Pablo Rubinstein is a pioneer (during the 1980s) in freezing of umbilical cord blood or placental blood cells for the use for unrelated donors to treat diseases like leukemia and genetic diseases such as Tay–Sachs disease and sickle cell anemia. He pioneered and established an international cord blood banking system and has played a leading role in international cord blood transplantation.

==Medical background==
Earning his M.D. degree from the University of Chile in 1962, Rubinstein completed a surgical residency at Hospital Clínico José Joaquín Aguirre in Chile and completed a fellowship at M.I. Bassett Hospital at Columbia University. He also finished an international fellowship at the National Institutes of Health at Mount Sinai Hospital in New York City. He also taught as a professor at Universidad de Chile for four years.

==History of cord blood transplants==
Following the first sibling-donor cord blood transplant in 1988, the National Institute of Health (NIH) awarded a grant to Rubinstein to develop the world's first cord blood program at the New York Blood Center, in order to establish the inventory of stem cell units necessary to provide unrelated, matched grafts for patients.

In 1993, Joanne Kurtzberg, Duke University Medical Center, performed the first two successful unrelated donor cord blood transplants; one of which cured acute lymphoblastic leukemia (ALL). As of 2006, more than 7,000 transplants from unrelated donors have been conducted on patients worldwide.

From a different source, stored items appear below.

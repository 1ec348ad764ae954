// rank.rs — `oracle <STRATEGY>`: rank goals and print their ids.
//
// Order of work:
// 1. Read all input (stdin or --input)
// 2. Parse goals; a malformed line aborts before any strategy runs
// 3. No goals → exit successfully without loading or running anything
// 4. Load the table, select the strategy (unknown → empty), run it
// 5. Print ids, one per line, nothing else on stdout

use std::io::{self, BufWriter, Read, Write};
use std::path::Path;

use anyhow::Context;
use oracle_engine::{parse_goals, select, PatternCache};

pub fn execute(strategy: &str, strategies: Option<&Path>, input: Option<&Path>) -> anyhow::Result<()> {
    let raw = read_input(input)?;
    let ranked = rank(&raw, strategy, strategies)?;

    let stdout = io::stdout();
    let mut out = BufWriter::new(stdout.lock());
    write_ranked(&mut out, &ranked)?;
    out.flush()?;
    Ok(())
}

fn read_input(input: Option<&Path>) -> anyhow::Result<String> {
    match input {
        Some(path) => std::fs::read_to_string(path)
            .with_context(|| format!("failed to read goals from {}", path.display())),
        None => {
            let mut raw = String::new();
            io::stdin()
                .read_to_string(&mut raw)
                .context("failed to read goals from stdin")?;
            Ok(raw)
        }
    }
}

/// Parse `raw`, then run `strategy` from the table at `strategies`.
pub fn rank(raw: &str, strategy: &str, strategies: Option<&Path>) -> anyhow::Result<Vec<u64>> {
    let goals = parse_goals(raw)?;
    if goals.is_empty() {
        tracing::debug!("no goals on input, nothing to rank");
        return Ok(Vec::new());
    }

    let table = super::load_table(strategies)?;
    let cache = PatternCache::new();
    let stage = table.select(strategy, &cache)?;
    let ranked = select(&stage, &goals, &cache)
        .with_context(|| format!("strategy '{}' failed", strategy))?;

    tracing::debug!(
        strategy,
        goals = goals.len(),
        ranked = ranked.len(),
        cache = ?cache.stats(),
        "ranked goals"
    );
    Ok(ranked)
}

/// Write ids one per line.
pub fn write_ranked<W: Write>(out: &mut W, ids: &[u64]) -> io::Result<()> {
    for id in ids {
        writeln!(out, "{}", id)?;
    }
    Ok(())
}
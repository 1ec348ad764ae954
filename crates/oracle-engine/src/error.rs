// error.rs — Error types for the matching engine.

use thiserror::Error;

/// Errors that can occur while parsing goals or evaluating a strategy.
///
/// Every variant is fatal for the invocation that raised it: the engine is a
/// pure transform, so an error means the input or the strategy is defective.
#[derive(Debug, Error)]
pub enum OracleError {
    /// A goal line could not be split into `<id>:<label>`.
    #[error("malformed goal on line {line}: '{content}': {reason}")]
    MalformedInput {
        line: usize,
        content: String,
        reason: String,
    },

    /// A template references a capture name the producing match never bound.
    #[error("template '{template}' references unbound capture '{name}'")]
    MissingBinding { name: String, template: String },

    /// A regex source failed to compile.
    #[error("invalid pattern '{pattern}': {reason}")]
    InvalidPattern { pattern: String, reason: String },
}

==National Cord Blood Program==
Rubinstein is co-founder and director, of the National Cord Blood Program at the New York Blood Center. Along with his co-founder, Cladd Stevens, he and the program have enabled the inventory of umbilical cord blood units from ethnically diverse donors to grow, enabling it to serve the needs of patients across the world.

==Medical focus==
Rubinstein specializes in immunogenetics, which encompasses the structure and function of genes that regulate immune responses, control the acceptance or rejection of tissue and organ transplants, and affect susceptibility to certain diseases.

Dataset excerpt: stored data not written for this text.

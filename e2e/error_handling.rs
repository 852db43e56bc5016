//! Error-taxonomy coverage exercised end-to-end against the library.

use std::io::Write;

use kbdpatch::{apply, check, Locale, PatchError};
use serde_json::json;

fn override_layout() -> serde_json::Value {
    json!({
        "alphabetic": [[], [{"default": ["נ"], "shifted": ["ן"]}], []],
        "special": [],
    })
}

#[test]
fn target_missing_is_reported() {
    let dir = tempfile::tempdir().unwrap();
    let target = dir.path().join("does-not-exist");
    let backup = dir.path().join("does-not-exist.bak");

    let err = apply(&target, Locale::DeDe, &override_layout(), &backup).unwrap_err();
    assert!(matches!(err, PatchError::TargetMissing { .. }));
}

#[test]
fn no_candidates_when_file_has_no_zstd_frame_at_all() {
    let dir = tempfile::tempdir().unwrap();
    let target = dir.path().join("xochitl");
    std::fs::write(&target, vec![0u8; 512]).unwrap();

    let err = check(&target, Locale::DeDe, &override_layout()).unwrap_err();
    assert!(matches!(err, PatchError::NoCandidates { .. }));
}

#[test]
fn capacity_exceeded_when_the_frame_is_too_small_to_hold_any_recompression() {
    let dir = tempfile::tempdir().unwrap();
    let target = dir.path().join("xochitl");

    let layout = json!({
        "alphabetic": [
            ["q", "w", "e", "r", "t", "z", "u", "i", "o", "p", "ü"],
            ["a", "s", "d", "f", "g", "h", "j", "k", "l", "ö", "ä"],
            ["y", "x", "c", "v", "b", "n", "m"],
        ],
        "special": [{"special": "shift"}],
    });
    let json_bytes = serde_json::to_vec(&layout).unwrap();
    let compressed = zstd::bulk::compress(&json_bytes, 19).unwrap();

    let mut bytes = vec![0x7Fu8, 0x45, 0x4C, 0x46];
    bytes.extend(vec![0u8; 60]);
    bytes.extend_from_slice(&compressed);
    std::fs::write(&target, &bytes).unwrap();
    let original = std::fs::read(&target).unwrap();

    // An override whose substitutions make the JSON payload far larger than
    // the tightly-sized original frame (no slack at all was left: capacity
    // == compressed.len() exactly).
    let huge_override = json!({
        "alphabetic": [
            [],
            [{"default": ["נ".repeat(4000)], "shifted": ["ן".repeat(4000)]}],
            [],
        ],
        "special": [],
    });

    let backup = dir.path().join("xochitl.bak");
    let err = apply(&target, Locale::DeDe, &huge_override, &backup).unwrap_err();
    assert!(matches!(err, PatchError::CapacityExceeded { .. }));
    // File must be unchanged: the failure happened before any write began.
    assert_eq!(std::fs::read(&target).unwrap(), original);
}

#[test]
fn input_error_on_non_object_override_json_exits_nonzero_via_cli() {
    let dir = tempfile::tempdir().unwrap();
    let target = dir.path().join("xochitl");
    std::fs::write(&target, vec![0u8; 64]).unwrap();

    let override_path = dir.path().join("override.json");
    let mut file = std::fs::File::create(&override_path).unwrap();
    file.write_all(b"[1,2,3]").unwrap();

    let bin = if let Ok(p) = std::env::var("CARGO_BIN_EXE_rm-xochitl-kbdpatch") {
        std::path::PathBuf::from(p)
    } else {
        let mut p = std::env::current_exe().unwrap();
        p.pop();
        if p.ends_with("deps") {
            p.pop();
        }
        p.push("rm-xochitl-kbdpatch");
        p
    };

    let status = std::process::Command::new(bin)
        .args([
            "--locale",
            "de-de",
            "--json",
            override_path.to_str().unwrap(),
            "--target",
            target.to_str().unwrap(),
            "--check",
        ])
        .status()
        .unwrap();
    assert_eq!(status.code(), Some(1));
}
//! Layout Identifier: reduce a stream of decoded JSON objects down to the
//! single best-scoring candidate for a locale, or `None`.

use serde_json::Value;

use crate::decode::DecodedFrame;
use crate::layout::signature::{meets_acceptance_threshold, score_layout, Locale};

#[derive(Debug, Clone)]
pub struct ChosenFrame {
    pub offset: usize,
    pub compressed_len: usize,
    pub json: Value,
}

/// Consume `frames` (ascending by offset, as produced by the Scanner/Decoder
/// pipeline) and return the highest-scoring one that meets the locale's
/// acceptance threshold. Ties are broken by earliest offset: since frames
/// arrive in ascending order and a later candidate only replaces the
/// incumbent on a strictly higher score, the first-seen of equal scores
/// wins automatically.
pub fn identify(frames: impl Iterator<Item = DecodedFrame>, locale: Locale) -> Option<ChosenFrame> {
    let mut best: Option<(u32, ChosenFrame)> = None;

    for frame in frames {
        if !meets_acceptance_threshold(&frame.json, locale) {
            continue;
        }
        let Some(score) = score_layout(&frame.json, locale) else {
            continue;
        };
        let replace = match &best {
            None => true,
            Some((best_score, _)) => score > *best_score,
        };
        if replace {
            best = Some((
                score,
                ChosenFrame {
                    offset: frame.offset,
                    compressed_len: frame.compressed_len,
                    json: frame.json,
                },
            ));
        }
    }

    best.map(|(_, chosen)| chosen)
}

#[cfg(test)]
mod tests {
    use super::*;
    use serde_json::json;

    fn frame(offset: usize, json: Value) -> DecodedFrame {
        DecodedFrame { offset, compressed_len: 100, json }
    }

    fn full_de_de() -> Value {
        json!({
            "alphabetic": [
                ["q", "w", "e", "r", "t", "z", "u", "i", "o", "p", "ü"],
                ["a", "s", "d", "f", "g", "h", "j", "k", "l", "ö", "ä"],
                ["y", "x", "c", "v", "b", "n", "m"],
            ],
            "special": [],
        })
    }

    #[test]
    fn no_candidates_yields_none() {
        assert!(identify(std::iter::empty(), Locale::DeDe).is_none());
    }

    #[test]
    fn ignores_non_json_shaped_candidate_and_picks_the_matching_one() {
        let frames = vec![
            frame(0, json!({"not": "a layout"})),
            frame(50, full_de_de()),
        ];
        let chosen = identify(frames.into_iter(), Locale::DeDe).expect("should find a match");
        assert_eq!(chosen.offset, 50);
    }

    #[test]
    fn picks_the_earliest_offset_on_a_score_tie() {
        let frames = vec![frame(10, full_de_de()), frame(99, full_de_de())];
        let chosen = identify(frames.into_iter(), Locale::DeDe).unwrap();
        assert_eq!(chosen.offset, 10);
    }

    #[test]
    fn prefers_strictly_higher_score_even_at_a_later_offset() {
        // Still passes the acceptance threshold (all extras present, every
        // row contributes) but scores lower than a full match: row 3 is
        // missing two letters (`v`, `b`).
        let partial = json!({
            "alphabetic": [
                ["q", "w", "e", "r", "t", "z", "u", "i", "o", "p", "ü"],
                ["a", "s", "d", "f", "g", "h", "j", "k", "l", "ö", "ä"],
                ["y", "x", "c", "n", "m"],
            ],
            "special": [],
        });
        let frames = vec![frame(10, partial), frame(99, full_de_de())];
        let chosen = identify(frames.into_iter(), Locale::DeDe).unwrap();
        assert_eq!(chosen.offset, 99);
    }
}
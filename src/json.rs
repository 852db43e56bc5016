//! Small set of structural helpers layered on top of [`serde_json::Value`].
//!
//! `Value` itself is already the tagged `{Str, Obj, Arr, Num, Bool, Null}`
//! variant the layout model needs; compiling `serde_json` with the
//! `preserve_order` feature makes its `Map` an `indexmap::IndexMap` under the
//! hood, so object field order survives a decode → mutate → encode round
//! trip without any extra bookkeeping here.

use serde_json::Value;

/// A key in an `alphabetic` row is either a bare string or an object. This
/// extracts the base-letter identity: `default[0]` when the key is an
/// object, the string itself when it is bare, lowercase-folded.
pub fn base_letter(key: &Value) -> Option<char> {
    let grapheme = match key {
        Value::String(s) => s.as_str(),
        Value::Object(map) => map
            .get("default")
            .and_then(Value::as_array)
            .and_then(|arr| arr.first())
            .and_then(Value::as_str)?,
        _ => return None,
    };
    grapheme.chars().next().map(|c| c.to_lowercase().next().unwrap_or(c))
}

/// True when a key object carries a `special` tag (a pure special key, never
/// part of the letter mapping regardless of what row it's found in).
pub fn is_special_key(key: &Value) -> bool {
    matches!(key, Value::Object(map) if map.contains_key("special"))
}

/// The first grapheme of `default`/`shifted` of an override key, if present.
pub fn override_alternates(key: &Value) -> Option<(String, String)> {
    let map = key.as_object()?;
    let default0 = map
        .get("default")
        .and_then(Value::as_array)
        .and_then(|a| a.first())
        .and_then(Value::as_str)?
        .to_string();
    let shifted0 = map
        .get("shifted")
        .and_then(Value::as_array)
        .and_then(|a| a.first())
        .and_then(Value::as_str)
        .map(str::to_string)
        // Override files that omit `shifted` entirely fall back to the
        // unshifted grapheme; see DESIGN.md Open Question #3.
        .unwrap_or_else(|| default0.clone());
    Some((default0, shifted0))
}

/// Borrow the `alphabetic` field as a slice of row arrays, or `None` if the
/// structural gate fails: `alphabetic` must be an array of three non-empty
/// arrays, and `special` must be present as an array (a layout object is
/// only a candidate once both required fields check out).
pub fn alphabetic_rows(layout: &Value) -> Option<&Vec<Value>> {
    special_array(layout)?;

    let rows = layout.get("alphabetic")?.as_array()?;
    if rows.len() != 3 {
        return None;
    }
    for row in rows {
        let row = row.as_array()?;
        if row.is_empty() {
            return None;
        }
    }
    Some(rows)
}

/// Borrow the `special` field as an array, or `None` if missing/wrong shape.
pub fn special_array(layout: &Value) -> Option<&Vec<Value>> {
    layout.get("special")?.as_array()
}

He began in as an investigator at the Lindsley F. Kimball Research Institute at the NYBC, and serves as director of the Fred H. Allen Jr. Laboratory of Immunogenetics.

Rubinstein is also an adjunct clinical professor at Columbia University and is the author of more than 200 research papers on immunogenetics, cord blood banking and transplantation.

==Stem cell advocate==
Rubinstein has testified to the United States Senate and House of Representatives on the importance of expanding funding stem cell research, and writes articles and papers on similar topics.